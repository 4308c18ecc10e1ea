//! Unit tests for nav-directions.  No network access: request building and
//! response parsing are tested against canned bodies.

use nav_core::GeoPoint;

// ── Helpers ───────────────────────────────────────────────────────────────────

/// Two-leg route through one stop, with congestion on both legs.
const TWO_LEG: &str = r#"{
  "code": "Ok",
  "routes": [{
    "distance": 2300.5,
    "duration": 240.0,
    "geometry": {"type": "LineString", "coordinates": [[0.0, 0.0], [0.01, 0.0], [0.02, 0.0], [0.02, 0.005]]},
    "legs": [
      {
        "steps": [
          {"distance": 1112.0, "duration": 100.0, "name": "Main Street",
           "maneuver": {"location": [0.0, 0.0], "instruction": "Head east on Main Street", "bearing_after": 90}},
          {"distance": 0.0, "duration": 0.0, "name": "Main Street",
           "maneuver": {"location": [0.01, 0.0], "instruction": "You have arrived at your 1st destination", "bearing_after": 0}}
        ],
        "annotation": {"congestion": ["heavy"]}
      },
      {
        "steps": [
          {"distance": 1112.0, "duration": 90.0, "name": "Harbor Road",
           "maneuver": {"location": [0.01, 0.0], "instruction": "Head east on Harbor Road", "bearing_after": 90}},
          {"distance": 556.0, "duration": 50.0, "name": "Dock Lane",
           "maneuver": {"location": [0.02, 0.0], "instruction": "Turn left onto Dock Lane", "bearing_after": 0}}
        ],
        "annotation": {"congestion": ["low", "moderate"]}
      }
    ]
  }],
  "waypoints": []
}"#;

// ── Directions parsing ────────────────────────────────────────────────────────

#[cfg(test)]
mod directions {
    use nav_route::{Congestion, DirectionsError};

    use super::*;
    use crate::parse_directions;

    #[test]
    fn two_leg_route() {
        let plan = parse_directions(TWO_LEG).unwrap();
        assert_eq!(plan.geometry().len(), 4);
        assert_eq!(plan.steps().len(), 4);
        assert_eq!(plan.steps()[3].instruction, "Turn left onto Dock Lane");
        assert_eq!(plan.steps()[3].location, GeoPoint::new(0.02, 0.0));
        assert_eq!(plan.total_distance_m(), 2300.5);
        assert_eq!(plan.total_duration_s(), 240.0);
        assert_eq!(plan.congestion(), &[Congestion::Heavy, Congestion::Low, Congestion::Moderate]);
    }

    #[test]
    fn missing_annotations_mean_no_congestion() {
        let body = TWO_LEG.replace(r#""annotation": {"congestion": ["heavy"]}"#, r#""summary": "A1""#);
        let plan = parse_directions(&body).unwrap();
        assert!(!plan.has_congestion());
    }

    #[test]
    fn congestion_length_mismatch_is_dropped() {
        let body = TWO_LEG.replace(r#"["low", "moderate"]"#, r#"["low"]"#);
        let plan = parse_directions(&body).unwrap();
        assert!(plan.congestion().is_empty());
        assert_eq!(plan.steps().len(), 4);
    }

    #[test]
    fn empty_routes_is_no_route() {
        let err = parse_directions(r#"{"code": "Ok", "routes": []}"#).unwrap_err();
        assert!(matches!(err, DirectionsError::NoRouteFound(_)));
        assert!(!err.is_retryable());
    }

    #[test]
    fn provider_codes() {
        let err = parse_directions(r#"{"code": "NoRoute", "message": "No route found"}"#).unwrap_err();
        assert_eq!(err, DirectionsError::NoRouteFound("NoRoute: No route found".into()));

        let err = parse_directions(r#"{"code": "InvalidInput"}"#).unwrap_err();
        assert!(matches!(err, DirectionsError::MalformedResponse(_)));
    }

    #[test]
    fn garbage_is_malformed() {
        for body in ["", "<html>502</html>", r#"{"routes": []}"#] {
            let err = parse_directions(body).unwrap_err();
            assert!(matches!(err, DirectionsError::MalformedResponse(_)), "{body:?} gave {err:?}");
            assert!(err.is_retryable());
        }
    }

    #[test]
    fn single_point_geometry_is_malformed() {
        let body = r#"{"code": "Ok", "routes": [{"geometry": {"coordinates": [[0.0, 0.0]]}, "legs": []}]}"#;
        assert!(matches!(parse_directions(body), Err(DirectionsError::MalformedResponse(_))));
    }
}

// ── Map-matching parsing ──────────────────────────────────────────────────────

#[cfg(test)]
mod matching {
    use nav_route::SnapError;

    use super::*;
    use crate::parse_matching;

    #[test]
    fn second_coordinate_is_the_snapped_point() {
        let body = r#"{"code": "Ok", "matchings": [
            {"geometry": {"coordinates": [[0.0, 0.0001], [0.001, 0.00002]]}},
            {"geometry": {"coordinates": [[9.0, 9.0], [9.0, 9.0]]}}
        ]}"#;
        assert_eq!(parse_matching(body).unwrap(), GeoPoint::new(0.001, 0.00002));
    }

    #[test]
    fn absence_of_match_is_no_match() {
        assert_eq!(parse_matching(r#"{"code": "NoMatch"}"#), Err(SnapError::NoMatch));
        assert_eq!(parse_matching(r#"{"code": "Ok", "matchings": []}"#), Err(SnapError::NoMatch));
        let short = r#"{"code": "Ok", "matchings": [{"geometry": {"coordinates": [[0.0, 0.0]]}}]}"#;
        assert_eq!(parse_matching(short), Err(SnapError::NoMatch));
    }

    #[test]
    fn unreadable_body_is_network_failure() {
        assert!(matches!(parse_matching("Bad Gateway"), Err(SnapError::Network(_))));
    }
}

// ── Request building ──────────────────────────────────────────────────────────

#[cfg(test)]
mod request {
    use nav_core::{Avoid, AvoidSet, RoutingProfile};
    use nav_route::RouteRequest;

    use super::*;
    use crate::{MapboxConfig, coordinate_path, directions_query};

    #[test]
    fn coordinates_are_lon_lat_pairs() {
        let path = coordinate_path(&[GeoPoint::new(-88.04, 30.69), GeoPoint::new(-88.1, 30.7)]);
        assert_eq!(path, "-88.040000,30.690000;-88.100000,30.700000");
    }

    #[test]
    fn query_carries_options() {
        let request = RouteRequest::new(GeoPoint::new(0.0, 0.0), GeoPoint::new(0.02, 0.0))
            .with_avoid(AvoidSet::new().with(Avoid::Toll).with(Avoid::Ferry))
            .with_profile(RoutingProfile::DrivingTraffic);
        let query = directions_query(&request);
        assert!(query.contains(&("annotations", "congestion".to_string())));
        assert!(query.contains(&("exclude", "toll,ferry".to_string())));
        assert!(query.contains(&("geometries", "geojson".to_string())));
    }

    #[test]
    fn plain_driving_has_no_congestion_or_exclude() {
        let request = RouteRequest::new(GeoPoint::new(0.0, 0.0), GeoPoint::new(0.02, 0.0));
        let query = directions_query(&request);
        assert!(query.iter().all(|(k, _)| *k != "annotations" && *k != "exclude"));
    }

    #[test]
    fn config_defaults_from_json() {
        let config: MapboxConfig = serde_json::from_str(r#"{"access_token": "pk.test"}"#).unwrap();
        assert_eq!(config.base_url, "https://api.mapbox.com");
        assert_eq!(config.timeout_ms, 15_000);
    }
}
= = = =
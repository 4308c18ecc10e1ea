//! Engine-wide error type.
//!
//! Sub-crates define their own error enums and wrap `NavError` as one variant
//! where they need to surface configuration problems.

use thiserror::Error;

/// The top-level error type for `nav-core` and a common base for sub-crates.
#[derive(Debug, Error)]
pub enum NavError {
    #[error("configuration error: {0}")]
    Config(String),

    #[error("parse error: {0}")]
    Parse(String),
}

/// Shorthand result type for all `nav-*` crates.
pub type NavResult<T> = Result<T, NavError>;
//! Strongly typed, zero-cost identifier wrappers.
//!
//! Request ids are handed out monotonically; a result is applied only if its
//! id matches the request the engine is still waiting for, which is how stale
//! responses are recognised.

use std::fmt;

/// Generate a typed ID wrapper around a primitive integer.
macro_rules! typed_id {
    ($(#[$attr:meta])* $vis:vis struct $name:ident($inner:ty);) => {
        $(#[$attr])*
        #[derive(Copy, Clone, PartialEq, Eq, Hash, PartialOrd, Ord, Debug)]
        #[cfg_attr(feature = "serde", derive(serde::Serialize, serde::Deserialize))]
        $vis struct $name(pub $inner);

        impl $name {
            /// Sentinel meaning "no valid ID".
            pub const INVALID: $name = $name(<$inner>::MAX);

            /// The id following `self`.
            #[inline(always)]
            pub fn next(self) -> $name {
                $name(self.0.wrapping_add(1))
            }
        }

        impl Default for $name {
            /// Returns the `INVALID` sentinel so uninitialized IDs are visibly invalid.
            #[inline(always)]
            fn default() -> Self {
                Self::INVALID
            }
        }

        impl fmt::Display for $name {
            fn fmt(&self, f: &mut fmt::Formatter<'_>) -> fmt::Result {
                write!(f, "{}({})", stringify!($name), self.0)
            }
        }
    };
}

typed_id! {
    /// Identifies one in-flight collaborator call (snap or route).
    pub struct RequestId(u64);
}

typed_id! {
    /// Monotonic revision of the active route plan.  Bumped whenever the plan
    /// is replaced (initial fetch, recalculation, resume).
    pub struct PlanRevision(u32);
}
= = = =
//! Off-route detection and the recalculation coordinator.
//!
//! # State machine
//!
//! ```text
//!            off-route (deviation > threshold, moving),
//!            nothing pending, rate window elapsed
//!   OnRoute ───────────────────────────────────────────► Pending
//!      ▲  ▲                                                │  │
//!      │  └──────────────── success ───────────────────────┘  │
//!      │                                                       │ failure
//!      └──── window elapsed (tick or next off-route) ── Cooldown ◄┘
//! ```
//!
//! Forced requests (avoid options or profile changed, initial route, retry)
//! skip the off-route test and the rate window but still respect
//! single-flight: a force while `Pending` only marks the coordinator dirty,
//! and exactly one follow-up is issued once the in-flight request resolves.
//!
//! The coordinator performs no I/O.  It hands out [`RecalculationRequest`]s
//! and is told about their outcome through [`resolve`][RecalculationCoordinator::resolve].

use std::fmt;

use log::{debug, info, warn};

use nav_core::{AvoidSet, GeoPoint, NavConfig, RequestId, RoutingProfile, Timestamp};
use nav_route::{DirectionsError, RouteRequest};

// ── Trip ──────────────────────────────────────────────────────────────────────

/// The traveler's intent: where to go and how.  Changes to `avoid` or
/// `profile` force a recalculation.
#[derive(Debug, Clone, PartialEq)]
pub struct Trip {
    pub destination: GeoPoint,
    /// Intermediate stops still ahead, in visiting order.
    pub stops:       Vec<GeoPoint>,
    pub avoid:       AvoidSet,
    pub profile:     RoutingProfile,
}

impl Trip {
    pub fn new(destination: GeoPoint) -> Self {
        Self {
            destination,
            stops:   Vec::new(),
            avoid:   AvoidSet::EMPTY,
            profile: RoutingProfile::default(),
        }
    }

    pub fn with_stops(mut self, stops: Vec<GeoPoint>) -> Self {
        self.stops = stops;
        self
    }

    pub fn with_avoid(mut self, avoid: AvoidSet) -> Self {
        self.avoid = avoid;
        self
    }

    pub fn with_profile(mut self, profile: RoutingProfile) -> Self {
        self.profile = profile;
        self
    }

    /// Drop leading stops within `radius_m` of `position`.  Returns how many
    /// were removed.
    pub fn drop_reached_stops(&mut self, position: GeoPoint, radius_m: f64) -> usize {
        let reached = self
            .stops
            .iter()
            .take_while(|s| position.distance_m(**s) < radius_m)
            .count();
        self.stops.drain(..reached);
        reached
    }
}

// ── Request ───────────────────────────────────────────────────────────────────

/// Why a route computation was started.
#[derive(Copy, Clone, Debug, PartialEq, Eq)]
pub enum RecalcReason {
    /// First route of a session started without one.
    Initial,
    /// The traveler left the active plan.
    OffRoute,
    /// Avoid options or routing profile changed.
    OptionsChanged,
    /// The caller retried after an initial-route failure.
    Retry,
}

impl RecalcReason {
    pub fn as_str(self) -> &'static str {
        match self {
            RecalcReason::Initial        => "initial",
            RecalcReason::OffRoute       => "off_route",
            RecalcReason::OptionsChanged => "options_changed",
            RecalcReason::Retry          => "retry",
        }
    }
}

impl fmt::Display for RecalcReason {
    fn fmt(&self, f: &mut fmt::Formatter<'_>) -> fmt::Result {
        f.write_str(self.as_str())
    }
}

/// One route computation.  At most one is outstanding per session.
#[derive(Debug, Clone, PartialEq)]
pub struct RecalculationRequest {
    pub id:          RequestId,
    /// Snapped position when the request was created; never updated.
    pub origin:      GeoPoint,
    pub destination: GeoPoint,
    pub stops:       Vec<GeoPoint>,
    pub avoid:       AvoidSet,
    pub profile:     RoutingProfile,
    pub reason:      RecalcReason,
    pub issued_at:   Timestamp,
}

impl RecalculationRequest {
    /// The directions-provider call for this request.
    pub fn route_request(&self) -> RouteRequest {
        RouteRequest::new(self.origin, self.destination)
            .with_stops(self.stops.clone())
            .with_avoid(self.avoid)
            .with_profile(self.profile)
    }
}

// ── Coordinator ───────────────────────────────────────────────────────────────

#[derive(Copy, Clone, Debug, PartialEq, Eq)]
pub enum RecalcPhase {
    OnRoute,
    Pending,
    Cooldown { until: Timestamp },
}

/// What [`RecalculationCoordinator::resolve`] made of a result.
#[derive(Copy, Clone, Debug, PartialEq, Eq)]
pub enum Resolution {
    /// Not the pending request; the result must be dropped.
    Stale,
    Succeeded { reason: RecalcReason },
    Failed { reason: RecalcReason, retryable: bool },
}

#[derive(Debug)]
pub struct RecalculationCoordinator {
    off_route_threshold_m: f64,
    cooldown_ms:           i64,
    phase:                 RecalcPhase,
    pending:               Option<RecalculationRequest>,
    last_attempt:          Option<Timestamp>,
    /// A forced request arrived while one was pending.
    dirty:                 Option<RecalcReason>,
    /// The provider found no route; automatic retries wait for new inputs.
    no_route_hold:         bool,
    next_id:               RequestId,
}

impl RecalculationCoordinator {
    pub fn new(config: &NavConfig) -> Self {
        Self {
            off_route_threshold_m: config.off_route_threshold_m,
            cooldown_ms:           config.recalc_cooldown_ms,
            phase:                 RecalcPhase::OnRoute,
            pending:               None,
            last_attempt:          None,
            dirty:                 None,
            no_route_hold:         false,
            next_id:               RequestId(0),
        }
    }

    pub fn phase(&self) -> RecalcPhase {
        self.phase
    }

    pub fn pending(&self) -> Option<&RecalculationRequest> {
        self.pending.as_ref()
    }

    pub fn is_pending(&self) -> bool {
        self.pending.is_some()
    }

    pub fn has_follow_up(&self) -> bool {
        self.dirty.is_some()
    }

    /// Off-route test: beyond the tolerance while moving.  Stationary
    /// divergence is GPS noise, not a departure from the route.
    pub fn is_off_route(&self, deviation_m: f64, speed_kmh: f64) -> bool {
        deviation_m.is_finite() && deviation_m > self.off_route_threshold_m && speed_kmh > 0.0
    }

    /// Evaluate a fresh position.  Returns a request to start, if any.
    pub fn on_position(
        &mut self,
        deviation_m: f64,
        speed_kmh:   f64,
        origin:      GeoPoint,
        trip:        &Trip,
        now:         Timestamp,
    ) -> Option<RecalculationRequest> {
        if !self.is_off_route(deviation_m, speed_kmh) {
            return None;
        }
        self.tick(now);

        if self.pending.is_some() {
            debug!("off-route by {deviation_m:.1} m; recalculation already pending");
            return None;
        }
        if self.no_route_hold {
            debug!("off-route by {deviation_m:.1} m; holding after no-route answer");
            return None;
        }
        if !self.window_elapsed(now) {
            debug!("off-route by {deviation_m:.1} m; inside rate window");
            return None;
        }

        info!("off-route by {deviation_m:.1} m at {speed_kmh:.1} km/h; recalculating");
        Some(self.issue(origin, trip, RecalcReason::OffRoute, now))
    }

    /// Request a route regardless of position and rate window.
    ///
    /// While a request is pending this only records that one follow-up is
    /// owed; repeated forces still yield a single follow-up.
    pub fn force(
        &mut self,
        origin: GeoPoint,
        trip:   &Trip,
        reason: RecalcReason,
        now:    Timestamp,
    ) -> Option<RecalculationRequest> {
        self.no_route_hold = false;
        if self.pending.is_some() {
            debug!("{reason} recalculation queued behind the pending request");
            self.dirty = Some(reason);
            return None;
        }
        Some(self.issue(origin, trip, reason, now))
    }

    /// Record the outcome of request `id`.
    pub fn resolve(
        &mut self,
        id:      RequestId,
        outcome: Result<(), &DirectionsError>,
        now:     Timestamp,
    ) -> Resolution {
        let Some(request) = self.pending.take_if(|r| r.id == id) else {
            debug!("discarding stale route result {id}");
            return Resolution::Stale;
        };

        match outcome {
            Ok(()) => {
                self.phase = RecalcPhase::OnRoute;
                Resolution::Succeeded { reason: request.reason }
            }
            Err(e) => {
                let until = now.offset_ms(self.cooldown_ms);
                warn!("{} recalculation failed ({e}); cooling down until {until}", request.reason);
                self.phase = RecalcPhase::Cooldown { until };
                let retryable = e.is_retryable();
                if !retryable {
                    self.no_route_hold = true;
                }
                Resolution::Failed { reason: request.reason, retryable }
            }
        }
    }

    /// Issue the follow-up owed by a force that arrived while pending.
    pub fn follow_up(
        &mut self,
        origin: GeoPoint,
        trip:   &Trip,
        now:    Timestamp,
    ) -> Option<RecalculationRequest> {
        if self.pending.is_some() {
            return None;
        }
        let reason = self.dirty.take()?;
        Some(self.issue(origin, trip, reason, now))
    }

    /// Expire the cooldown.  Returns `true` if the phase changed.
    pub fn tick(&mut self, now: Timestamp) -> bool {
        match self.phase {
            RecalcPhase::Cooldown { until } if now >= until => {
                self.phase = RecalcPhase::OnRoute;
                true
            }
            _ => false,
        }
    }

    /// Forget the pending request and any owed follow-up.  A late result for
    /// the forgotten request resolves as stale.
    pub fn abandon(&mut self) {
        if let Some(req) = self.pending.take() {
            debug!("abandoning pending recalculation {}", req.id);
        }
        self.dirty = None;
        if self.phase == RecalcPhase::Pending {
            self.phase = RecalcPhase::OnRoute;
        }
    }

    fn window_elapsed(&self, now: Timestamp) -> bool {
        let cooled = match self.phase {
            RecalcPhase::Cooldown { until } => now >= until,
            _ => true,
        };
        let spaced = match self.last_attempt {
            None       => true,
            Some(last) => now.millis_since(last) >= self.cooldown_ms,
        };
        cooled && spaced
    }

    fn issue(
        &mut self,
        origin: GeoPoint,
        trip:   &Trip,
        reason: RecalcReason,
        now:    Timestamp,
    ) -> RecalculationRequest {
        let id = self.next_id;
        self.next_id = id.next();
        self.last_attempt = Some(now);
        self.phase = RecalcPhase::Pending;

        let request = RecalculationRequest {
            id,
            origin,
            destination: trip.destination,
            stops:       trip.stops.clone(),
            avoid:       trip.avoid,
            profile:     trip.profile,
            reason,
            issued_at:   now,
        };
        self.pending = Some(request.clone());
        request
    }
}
= = = =
Wherever the word "bool" turns up in the material, copy the whole line.

    Failed { reason: RecalcReason, retryable: bool },
    no_route_hold:         bool,
    pub fn is_pending(&self) -> bool {
    pub fn has_follow_up(&self) -> bool {
    pub fn is_off_route(&self, deviation_m: f64, speed_kmh: f64) -> bool {
    pub fn tick(&mut self, now: Timestamp) -> bool {
    fn window_elapsed(&self, now: Timestamp) -> bool {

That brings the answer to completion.